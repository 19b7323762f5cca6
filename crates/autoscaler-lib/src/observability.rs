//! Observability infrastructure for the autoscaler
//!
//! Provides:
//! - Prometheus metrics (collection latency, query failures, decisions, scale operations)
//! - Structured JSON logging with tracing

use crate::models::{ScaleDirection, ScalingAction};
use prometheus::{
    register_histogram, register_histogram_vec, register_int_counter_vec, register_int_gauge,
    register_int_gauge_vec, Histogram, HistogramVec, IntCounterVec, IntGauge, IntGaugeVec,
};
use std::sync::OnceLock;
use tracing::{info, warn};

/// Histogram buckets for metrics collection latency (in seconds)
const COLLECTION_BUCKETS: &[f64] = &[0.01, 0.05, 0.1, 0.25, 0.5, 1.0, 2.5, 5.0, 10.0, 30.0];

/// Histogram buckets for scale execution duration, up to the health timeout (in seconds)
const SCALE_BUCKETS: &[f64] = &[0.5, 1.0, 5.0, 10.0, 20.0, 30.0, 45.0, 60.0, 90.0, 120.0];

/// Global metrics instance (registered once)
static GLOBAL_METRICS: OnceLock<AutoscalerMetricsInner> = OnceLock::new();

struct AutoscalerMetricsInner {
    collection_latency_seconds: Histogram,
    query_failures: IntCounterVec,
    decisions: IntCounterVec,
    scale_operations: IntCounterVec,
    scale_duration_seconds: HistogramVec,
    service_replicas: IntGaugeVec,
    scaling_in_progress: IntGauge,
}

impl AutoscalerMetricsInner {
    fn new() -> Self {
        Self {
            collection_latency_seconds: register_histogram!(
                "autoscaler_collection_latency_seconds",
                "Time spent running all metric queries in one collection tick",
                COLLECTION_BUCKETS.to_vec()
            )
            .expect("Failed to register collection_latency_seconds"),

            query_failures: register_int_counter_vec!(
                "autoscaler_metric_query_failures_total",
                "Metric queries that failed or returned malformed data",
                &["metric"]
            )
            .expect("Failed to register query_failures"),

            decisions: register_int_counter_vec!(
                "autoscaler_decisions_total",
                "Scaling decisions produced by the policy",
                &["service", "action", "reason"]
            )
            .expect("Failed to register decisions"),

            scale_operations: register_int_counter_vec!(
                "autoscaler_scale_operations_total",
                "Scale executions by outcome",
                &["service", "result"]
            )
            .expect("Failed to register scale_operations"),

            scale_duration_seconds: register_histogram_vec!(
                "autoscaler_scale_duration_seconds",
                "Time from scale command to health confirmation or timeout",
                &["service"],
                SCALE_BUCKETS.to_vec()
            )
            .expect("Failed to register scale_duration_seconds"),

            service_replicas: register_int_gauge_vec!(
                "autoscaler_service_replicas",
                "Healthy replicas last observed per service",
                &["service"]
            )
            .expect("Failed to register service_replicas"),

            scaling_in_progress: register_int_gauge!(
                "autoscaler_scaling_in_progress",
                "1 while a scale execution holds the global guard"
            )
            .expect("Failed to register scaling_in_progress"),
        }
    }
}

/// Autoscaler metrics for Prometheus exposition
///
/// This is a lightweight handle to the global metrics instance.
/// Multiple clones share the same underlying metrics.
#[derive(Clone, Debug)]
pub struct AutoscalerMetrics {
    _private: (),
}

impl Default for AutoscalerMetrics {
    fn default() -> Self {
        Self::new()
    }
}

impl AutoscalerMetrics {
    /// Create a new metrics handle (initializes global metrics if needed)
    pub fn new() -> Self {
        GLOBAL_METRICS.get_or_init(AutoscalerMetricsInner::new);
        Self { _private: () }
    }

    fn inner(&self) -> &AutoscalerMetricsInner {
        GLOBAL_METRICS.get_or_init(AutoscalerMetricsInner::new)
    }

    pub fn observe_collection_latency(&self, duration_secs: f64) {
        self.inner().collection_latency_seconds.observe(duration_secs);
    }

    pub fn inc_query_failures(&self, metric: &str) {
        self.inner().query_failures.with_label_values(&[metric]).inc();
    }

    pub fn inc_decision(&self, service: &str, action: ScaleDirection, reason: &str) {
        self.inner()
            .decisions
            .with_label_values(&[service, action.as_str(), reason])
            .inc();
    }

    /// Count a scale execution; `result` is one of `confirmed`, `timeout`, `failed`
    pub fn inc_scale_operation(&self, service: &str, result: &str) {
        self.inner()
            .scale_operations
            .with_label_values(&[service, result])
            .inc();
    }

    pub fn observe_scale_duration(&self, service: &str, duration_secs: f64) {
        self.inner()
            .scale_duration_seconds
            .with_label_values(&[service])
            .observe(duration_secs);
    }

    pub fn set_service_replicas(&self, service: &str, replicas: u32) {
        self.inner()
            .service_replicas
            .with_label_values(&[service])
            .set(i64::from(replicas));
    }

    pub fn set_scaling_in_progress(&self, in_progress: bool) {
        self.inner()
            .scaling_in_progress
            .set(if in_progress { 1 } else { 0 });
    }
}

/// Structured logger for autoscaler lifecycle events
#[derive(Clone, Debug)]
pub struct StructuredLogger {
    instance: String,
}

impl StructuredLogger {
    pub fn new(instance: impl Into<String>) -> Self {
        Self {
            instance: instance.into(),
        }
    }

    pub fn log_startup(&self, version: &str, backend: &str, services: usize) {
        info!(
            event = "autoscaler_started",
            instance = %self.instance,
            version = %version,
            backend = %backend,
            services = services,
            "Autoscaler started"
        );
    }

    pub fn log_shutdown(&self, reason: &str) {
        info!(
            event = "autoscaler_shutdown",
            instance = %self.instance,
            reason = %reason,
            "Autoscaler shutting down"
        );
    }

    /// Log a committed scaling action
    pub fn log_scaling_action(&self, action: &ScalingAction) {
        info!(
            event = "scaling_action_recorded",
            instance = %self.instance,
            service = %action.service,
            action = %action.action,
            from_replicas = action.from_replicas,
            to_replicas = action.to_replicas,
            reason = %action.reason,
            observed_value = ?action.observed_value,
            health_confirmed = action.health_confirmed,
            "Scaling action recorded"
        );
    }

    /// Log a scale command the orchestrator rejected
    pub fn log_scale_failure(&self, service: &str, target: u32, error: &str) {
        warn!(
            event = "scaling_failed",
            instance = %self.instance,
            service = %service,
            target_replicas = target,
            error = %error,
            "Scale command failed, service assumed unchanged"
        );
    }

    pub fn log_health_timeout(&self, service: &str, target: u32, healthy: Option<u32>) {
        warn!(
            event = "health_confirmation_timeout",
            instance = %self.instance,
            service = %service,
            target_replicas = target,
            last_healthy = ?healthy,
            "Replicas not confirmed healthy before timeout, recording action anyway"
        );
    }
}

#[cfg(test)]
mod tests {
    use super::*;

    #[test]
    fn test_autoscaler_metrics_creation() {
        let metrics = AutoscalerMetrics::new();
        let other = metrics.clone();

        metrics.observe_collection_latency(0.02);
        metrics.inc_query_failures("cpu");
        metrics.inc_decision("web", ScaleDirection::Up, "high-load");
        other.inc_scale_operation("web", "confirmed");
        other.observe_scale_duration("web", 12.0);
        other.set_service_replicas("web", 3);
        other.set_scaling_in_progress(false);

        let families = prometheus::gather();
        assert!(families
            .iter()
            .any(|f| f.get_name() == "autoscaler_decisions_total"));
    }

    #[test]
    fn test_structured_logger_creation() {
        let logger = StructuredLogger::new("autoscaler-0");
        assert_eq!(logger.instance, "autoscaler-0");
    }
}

━━━━

# [What is being asked]
Each line of the material should be duplicated exactly, please.

# [Reply to the exercise]
repository 19b7323762f5cca6
filename crates/autoscaler-lib/src/observability.rs
//! Observability infrastructure for the autoscaler
//!
//! Provides:
//! - Prometheus metrics (collection latency, query failures, decisions, scale operations)
//! - Structured JSON logging with tracing

use crate::models::{ScaleDirection, ScalingAction};
use prometheus::{
    register_histogram, register_histogram_vec, register_int_counter_vec, register_int_gauge,
    register_int_gauge_vec, Histogram, HistogramVec, IntCounterVec, IntGauge, IntGaugeVec,
};
use std::sync::OnceLock;
use tracing::{info, warn};

/// Histogram buckets for metrics collection latency (in seconds)
const COLLECTION_BUCKETS: &[f64] = &[0.01, 0.05, 0.1, 0.25, 0.5, 1.0, 2.5, 5.0, 10.0, 30.0];

/// Histogram buckets for scale execution duration, up to the health timeout (in seconds)
const SCALE_BUCKETS: &[f64] = &[0.5, 1.0, 5.0, 10.0, 20.0, 30.0, 45.0, 60.0, 90.0, 120.0];

/// Global metrics instance (registered once)
static GLOBAL_METRICS: OnceLock<AutoscalerMetricsInner> = OnceLock::new();

struct AutoscalerMetricsInner {
    collection_latency_seconds: Histogram,
    query_failures: IntCounterVec,
    decisions: IntCounterVec,
    scale_operations: IntCounterVec,
    scale_duration_seconds: HistogramVec,
    service_replicas: IntGaugeVec,
    scaling_in_progress: IntGauge,
}

impl AutoscalerMetricsInner {
    fn new() -> Self {
        Self {
            collection_latency_seconds: register_histogram!(
                "autoscaler_collection_latency_seconds",
                "Time spent running all metric queries in one collection tick",
                COLLECTION_BUCKETS.to_vec()
            )
            .expect("Failed to register collection_latency_seconds"),

            query_failures: register_int_counter_vec!(
                "autoscaler_metric_query_failures_total",
                "Metric queries that failed or returned malformed data",
                &["metric"]
            )
            .expect("Failed to register query_failures"),

            decisions: register_int_counter_vec!(
                "autoscaler_decisions_total",
                "Scaling decisions produced by the policy",
                &["service", "action", "reason"]
            )
            .expect("Failed to register decisions"),

            scale_operations: register_int_counter_vec!(
                "autoscaler_scale_operations_total",
                "Scale executions by outcome",
                &["service", "result"]
            )
            .expect("Failed to register scale_operations"),

            scale_duration_seconds: register_histogram_vec!(
                "autoscaler_scale_duration_seconds",
                "Time from scale command to health confirmation or timeout",
                &["service"],
                SCALE_BUCKETS.to_vec()
            )
            .expect("Failed to register scale_duration_seconds"),

            service_replicas: register_int_gauge_vec!(
                "autoscaler_service_replicas",
                "Healthy replicas last observed per service",
                &["service"]
            )
            .expect("Failed to register service_replicas"),

            scaling_in_progress: register_int_gauge!(
                "autoscaler_scaling_in_progress",
                "1 while a scale execution holds the global guard"
            )
            .expect("Failed to register scaling_in_progress"),
        }
    }
}

/// Autoscaler metrics for Prometheus exposition
///
/// This is a lightweight handle to the global metrics instance.
/// Multiple clones share the same underlying metrics.
#[derive(Clone, Debug)]
pub struct AutoscalerMetrics {
    _private: (),
}

impl Default for AutoscalerMetrics {
    fn default() -> Self {
        Self::new()
    }
}

impl AutoscalerMetrics {
    /// Create a new metrics handle (initializes global metrics if needed)
    pub fn new() -> Self {
        GLOBAL_METRICS.get_or_init(AutoscalerMetricsInner::new);
        Self { _private: () }
    }

    fn inner(&self) -> &AutoscalerMetricsInner {
        GLOBAL_METRICS.get_or_init(AutoscalerMetricsInner::new)
    }

    pub fn observe_collection_latency(&self, duration_secs: f64) {
        self.inner().collection_latency_seconds.observe(duration_secs);
    }

    pub fn inc_query_failures(&self, metric: &str) {
        self.inner().query_failures.with_label_values(&[metric]).inc();
    }

    pub fn inc_decision(&self, service: &str, action: ScaleDirection, reason: &str) {
        self.inner()
            .decisions
            .with_label_values(&[service, action.as_str(), reason])
            .inc();
    }

    /// Count a scale execution; `result` is one of `confirmed`, `timeout`, `failed`
    pub fn inc_scale_operation(&self, service: &str, result: &str) {
        self.inner()
            .scale_operations
            .with_label_values(&[service, result])
            .inc();
    }

    pub fn observe_scale_duration(&self, service: &str, duration_secs: f64) {
        self.inner()
            .scale_duration_seconds
            .with_label_values(&[service])
            .observe(duration_secs);
    }

    pub fn set_service_replicas(&self, service: &str, replicas: u32) {
        self.inner()
            .service_replicas
            .with_label_values(&[service])
            .set(i64::from(replicas));
    }

    pub fn set_scaling_in_progress(&self, in_progress: bool) {
        self.inner()
            .scaling_in_progress
            .set(if in_progress { 1 } else { 0 });
    }
}

/// Structured logger for autoscaler lifecycle events
#[derive(Clone, Debug)]
pub struct StructuredLogger {
    instance: String,
}

impl StructuredLogger {
    pub fn new(instance: impl Into<String>) -> Self {
        Self {
            instance: instance.into(),
        }
    }

    pub fn log_startup(&self, version: &str, backend: &str, services: usize) {
        info!(
            event = "autoscaler_started",
            instance = %self.instance,
            version = %version,
            backend = %backend,
            services = services,
            "Autoscaler started"
        );
    }

    pub fn log_shutdown(&self, reason: &str) {
        info!(
            event = "autoscaler_shutdown",
            instance = %self.instance,
            reason = %reason,
            "Autoscaler shutting down"
        );
    }

    /// Log a committed scaling action
    pub fn log_scaling_action(&self, action: &ScalingAction) {
        info!(
            event = "scaling_action_recorded",
            instance = %self.instance,
            service = %action.service,
            action = %action.action,
            from_replicas = action.from_replicas,
            to_replicas = action.to_replicas,
            reason = %action.reason,
            observed_value = ?action.observed_value,
            health_confirmed = action.health_confirmed,
            "Scaling action recorded"
        );
    }

    /// Log a scale command the orchestrator rejected
    pub fn log_scale_failure(&self, service: &str, target: u32, error: &str) {
        warn!(
            event = "scaling_failed",
            instance = %self.instance,
            service = %service,
            target_replicas = target,
            error = %error,
            "Scale command failed, service assumed unchanged"
        );
    }

    pub fn log_health_timeout(&self, service: &str, target: u32, healthy: Option<u32>) {
        warn!(
            event = "health_confirmation_timeout",
            instance = %self.instance,
            service = %service,
            target_replicas = target,
            last_healthy = ?healthy,
            "Replicas not confirmed healthy before timeout, recording action anyway"
        );
    }
}

#[cfg(test)]
mod tests {
    use super::*;

    #[test]
    fn test_autoscaler_metrics_creation() {
        let metrics = AutoscalerMetrics::new();
        let other = metrics.clone();

        metrics.observe_collection_latency(0.02);
        metrics.inc_query_failures("cpu");
        metrics.inc_decision("web", ScaleDirection::Up, "high-load");
        other.inc_scale_operation("web", "confirmed");
        other.observe_scale_duration("web", 12.0);
        other.set_service_replicas("web", 3);
        other.set_scaling_in_progress(false);

        let families = prometheus::gather();
        assert!(families
            .iter()
            .any(|f| f.get_name() == "autoscaler_decisions_total"));
    }

    #[test]
    fn test_structured_logger_creation() {
        let logger = StructuredLogger::new("autoscaler-0");
        assert_eq!(logger.instance, "autoscaler-0");
    }
}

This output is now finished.